Principios y pasos de RT PCR
Pasos: (a) Predesnaturalización:
Destruir la estructura secundaria del ADN que es difícil de destruir. Una desnaturalización suficiente del ADN puede reducir el impacto de la estructura compleja del ADN en la amplificación y permitir que los cebadores se unan mejor a la plantilla. Además, en algunas reacciones que utilizan la enzima Taq de inicio en caliente, la enzima Taq se puede activar para que la reacción de PCR se desarrolle sin problemas.
(2) Ciclo de desnaturalización-recocido-extensión:
① Desnaturalización del ADN molde: calentar el ADN molde a 93 °C durante un cierto período de tiempo para amplificar la doble cadena. El ADN molde formado por PCR o el ADN bicatenario se disocia en hebras simples para combinarlos con cebadores y prepararlo para la siguiente ronda de reacción.
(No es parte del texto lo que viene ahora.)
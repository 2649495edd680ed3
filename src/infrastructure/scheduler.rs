use crate::application::scheduler::TaskScheduler;
use futures::future::LocalBoxFuture;
use gloo_timers::callback::Interval;
use std::time::Duration;

/// Event-loop scheduler: `spawn_local` tasks and `setInterval` timers
#[derive(Debug, Clone, Copy, Default)]
pub struct BrowserScheduler;

impl TaskScheduler for BrowserScheduler {
    /// `clearInterval` runs when the handle is dropped
    type Timer = Interval;

    fn spawn(&self, task: LocalBoxFuture<'static, ()>) {
        wasm_bindgen_futures::spawn_local(task);
    }

    fn every(&self, period: Duration, mut tick: Box<dyn FnMut()>) -> Interval {
        let millis = u32::try_from(period.as_millis()).unwrap_or(u32::MAX);
        Interval::new(millis, move || tick())
    }
}
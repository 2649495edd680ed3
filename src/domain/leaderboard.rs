/// A ranked team on the home-page leaderboard
#[derive(Debug, Clone, Copy, PartialEq)]
pub struct LeaderboardEntry {
    pub id: u32,
    pub name: &'static str,
    pub members: u32,
    pub roi: f64,
    pub streak: u32,
}

pub const LEADERBOARD: [LeaderboardEntry; 4] = [
    LeaderboardEntry { id: 1, name: "Alpha Traders", members: 8, roi: 287.5, streak: 12 },
    LeaderboardEntry { id: 2, name: "Crypto Knights", members: 6, roi: 245.2, streak: 8 },
    LeaderboardEntry { id: 3, name: "Future Masters", members: 5, roi: 198.7, streak: 6 },
    LeaderboardEntry { id: 4, name: "DeFi Dragons", members: 7, roi: 176.4, streak: 5 },
];

/// Trophy accent for a zero-based rank
pub fn rank_accent(rank: usize) -> &'static str {
    match rank {
        0 => "accent-yellow",
        1 => "accent-blue",
        _ => "accent-purple",
    }
}

#[cfg(test)]
mod tests {
    use super::*;

    #[test]
    fn leaderboard_is_sorted_by_roi() {
        assert!(LEADERBOARD.windows(2).all(|w| w[0].roi >= w[1].roi));
        assert_eq!(rank_accent(0), "accent-yellow");
        assert_eq!(rank_accent(3), "accent-purple");
    }
}
//! Mock sign-in / sign-up forms.

use leptos::*;
use std::time::Duration;

use crate::app::{Link, Route, navigate};
use crate::domain::auth::AuthState;
use crate::domain::errors::AppResult;
use crate::domain::logging::LogComponent;
use crate::global_state::auth_state;
use crate::{log_info, log_warn};

const COMPONENT: LogComponent = LogComponent::Presentation("Auth");

/// Pretend round-trip to an auth backend
const SIMULATED_DELAY: Duration = Duration::from_millis(600);

/// Wait out the fake round-trip, apply `action` to the auth store and go to
/// the team page on success.
fn submit_after_delay(
    pending: RwSignal<bool>,
    error: RwSignal<Option<String>>,
    action: impl FnOnce(&mut AuthState) -> AppResult<String> + 'static,
) {
    pending.set(true);
    error.set(None);
    spawn_local(async move {
        gloo_timers::future::sleep(SIMULATED_DELAY).await;
        let mut outcome = None;
        auth_state().update(|state| outcome = Some(action(state)));
        pending.set(false);
        match outcome {
            Some(Ok(username)) => {
                log_info!(COMPONENT, "signed in as {username}");
                navigate(Route::Team);
            }
            Some(Err(e)) => {
                log_warn!(COMPONENT, "auth rejected: {e}");
                error.set(Some(e.to_string()));
            }
            None => {}
        }
    });
}

#[component]
pub fn SignIn() -> impl IntoView {
    let email = create_rw_signal(String::new());
    let password = create_rw_signal(String::new());
    let pending = create_rw_signal(false);
    let error = create_rw_signal(None::<String>);

    let on_submit = move |ev: ev::SubmitEvent| {
        ev.prevent_default();
        let (email, password) = (email.get_untracked(), password.get_untracked());
        submit_after_delay(pending, error, move |state| {
            state.sign_in(&email, &password).map(|u| u.username.clone())
        });
    };

    view! {
        <section class="page">
            <form class="form card" on:submit=on_submit>
                <h2>"Welcome to LearnDCX"</h2>
                <input
                    type="email"
                    placeholder="Enter your email"
                    prop:value=move || email.get()
                    on:input=move |ev| email.set(event_target_value(&ev))
                />
                <input
                    type="password"
                    placeholder="Enter your password"
                    prop:value=move || password.get()
                    on:input=move |ev| password.set(event_target_value(&ev))
                />
                {move || error.get().map(|e| view! { <p class="form-error">{e}</p> })}
                <button class="primary-button" type="submit" disabled=move || pending.get()>
                    {move || if pending.get() { "Signing in..." } else { "Sign In" }}
                </button>
                <p>"No account yet? " <Link route=Route::SignUp>"Sign up"</Link></p>
            </form>
        </section>
    }
}

#[component]
pub fn SignUp() -> impl IntoView {
    let username = create_rw_signal(String::new());
    let email = create_rw_signal(String::new());
    let password = create_rw_signal(String::new());
    let pending = create_rw_signal(false);
    let error = create_rw_signal(None::<String>);

    let on_submit = move |ev: ev::SubmitEvent| {
        ev.prevent_default();
        let (username, email, password) =
            (username.get_untracked(), email.get_untracked(), password.get_untracked());
        submit_after_delay(pending, error, move |state| {
            state.sign_up(&username, &email, &password).map(|u| u.username.clone())
        });
    };

    view! {
        <section class="page">
            <form class="form card" on:submit=on_submit>
                <h2>"Create your account"</h2>
                <input
                    type="text"
                    placeholder="Choose a username"
                    prop:value=move || username.get()
                    on:input=move |ev| username.set(event_target_value(&ev))
                />
                <input
                    type="email"
                    placeholder="Enter your email"
                    prop:value=move || email.get()
                    on:input=move |ev| email.set(event_target_value(&ev))
                />
                <input
                    type="password"
                    placeholder="Create a password"
                    prop:value=move || password.get()
                    on:input=move |ev| password.set(event_target_value(&ev))
                />
                {move || error.get().map(|e| view! { <p class="form-error">{e}</p> })}
                <button class="primary-button" type="submit" disabled=move || pending.get()>
                    {move || if pending.get() { "Creating account..." } else { "Sign Up" }}
                </button>
                <p>"Already trading? " <Link route=Route::SignIn>"Sign in"</Link></p>
            </form>
        </section>
    }
}
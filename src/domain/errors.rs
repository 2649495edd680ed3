use derive_more::Display;

/// Why a single upstream fetch did not produce a value.
///
/// The aggregator collapses every variant into the same `Failed` slot state;
/// the distinction only exists for the log line.
#[derive(Debug, Clone, PartialEq, Display)]
pub enum FetchError {
    #[display(fmt = "network error: {}", _0)]
    Network(String),
    #[display(fmt = "HTTP {} from {}", status, url)]
    Status { status: u16, url: String },
    #[display(fmt = "malformed payload: {}", _0)]
    Payload(String),
}

impl std::error::Error for FetchError {}

impl FetchError {
    pub fn payload(msg: impl Into<String>) -> Self {
        Self::Payload(msg.into())
    }

    /// Parse a decimal string field the way the upstream APIs encode numbers.
    pub fn parse_number(field: &str, raw: &str) -> Result<f64, Self> {
        let value = raw
            .trim()
            .parse::<f64>()
            .map_err(|e| Self::Payload(format!("{field}: {raw:?} ({e})")))?;
        if value.is_finite() {
            Ok(value)
        } else {
            Err(Self::Payload(format!("{field}: non-finite value {raw:?}")))
        }
    }
}

/// Application-level errors outside the fetch path.
#[derive(Debug, Clone, PartialEq, Display)]
pub enum AppError {
    #[display(fmt = "Browser API error: {}", _0)]
    Browser(String),
    #[display(fmt = "Rendering error: {}", _0)]
    Rendering(String),
    #[display(fmt = "Validation error: {}", _0)]
    Validation(String),
    #[display(fmt = "Configuration error: {}", _0)]
    Config(String),
}

impl std::error::Error for AppError {}

pub type FetchResult<T> = Result<T, FetchError>;
pub type AppResult<T> = Result<T, AppError>;

#[cfg(test)]
mod tests {
    use super::*;

    #[test]
    fn parse_number_accepts_api_strings() {
        assert_eq!(FetchError::parse_number("price", "100.50").unwrap(), 100.5);
        assert_eq!(FetchError::parse_number("size", " 2 ").unwrap(), 2.0);
    }

    #[test]
    fn parse_number_rejects_garbage_and_nan() {
        assert!(matches!(FetchError::parse_number("price", "abc"), Err(FetchError::Payload(_))));
        assert!(matches!(FetchError::parse_number("price", "NaN"), Err(FetchError::Payload(_))));
    }

    #[test]
    fn status_display_names_url() {
        let err = FetchError::Status { status: 503, url: "https://x".to_string() };
        assert_eq!(err.to_string(), "HTTP 503 from https://x");
    }
}
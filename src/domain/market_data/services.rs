use super::entities::{ChartDataPoint, DepthSeries, OpenInterestUsd, OrderBookEntry, OrderBookSnapshot};
use crate::domain::errors::{FetchError, FetchResult};

/// Levels per side fed into the depth chart
pub const DEPTH_LEVELS: usize = 20;

/// Turns order-book snapshots into cumulative depth series.
pub struct DepthAggregator;

impl DepthAggregator {
    /// Running prefix sum of sizes over the first `limit` levels, in the order
    /// given. Upstream order is best-first, so the series grows moving away
    /// from the mid price.
    pub fn cumulative(levels: &[OrderBookEntry], limit: usize) -> Vec<ChartDataPoint> {
        levels
            .iter()
            .take(limit)
            .scan(0.0_f64, |total, level| {
                *total += level.size.value();
                Some(ChartDataPoint { x: level.price.value(), y: *total })
            })
            .collect()
    }

    /// Both sides, each accumulated independently
    pub fn aggregate(snapshot: &OrderBookSnapshot, limit: usize) -> DepthSeries {
        DepthSeries {
            bids: Self::cumulative(&snapshot.bids, limit),
            asks: Self::cumulative(&snapshot.asks, limit),
        }
    }
}

/// Round half away from zero to `decimals` places
pub fn round_to(value: f64, decimals: u32) -> f64 {
    let factor = 10f64.powi(decimals as i32);
    (value * factor).round() / factor
}

/// Notional open interest: contracts in base units times spot price, in cents.
/// A non-finite product is a payload error, never a displayable number.
pub fn open_interest_usd(open_interest_base: f64, spot_price: f64) -> FetchResult<OpenInterestUsd> {
    let notional = open_interest_base * spot_price;
    if !notional.is_finite() {
        return Err(FetchError::payload(format!(
            "open interest {open_interest_base} x spot {spot_price} is not finite"
        )));
    }
    Ok(OpenInterestUsd(round_to(notional, 2)))
}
② Recocido (desnaturalización) del ADN molde y los cebadores: Calor y desnaturalización; el ADN molde se divide en hebras simples. La temperatura desciende a aproximadamente 55 °C y el cebador se empareja con la secuencia complementaria monocatenaria del ADN molde;
③Extensión del cebador: el conjugado cebador-plantilla de ADN utiliza dNTP como reactivo bajo la acción de la ADN polimerasa Taq, utilizando la secuencia objetivo como plantilla, de acuerdo con los principios de emparejamiento de bases y replicación semiconservativa, sintetiza una nueva copia semiconservadora que es complementaria a la cadena de ADN plantilla y complétala. bajo la acción de la enzima PCR, utilizando dNTP como reactivo y utilizando la secuencia objetivo como plantilla, se sintetiza una nueva cadena de replicación semiconservativa complementaria al ADN plantilla basándose en los principios de emparejamiento de bases y replicación semiconservativa. (C) Ciclo de amplificación del instrumento de PCR después de 10 min de extensión a 72 grados.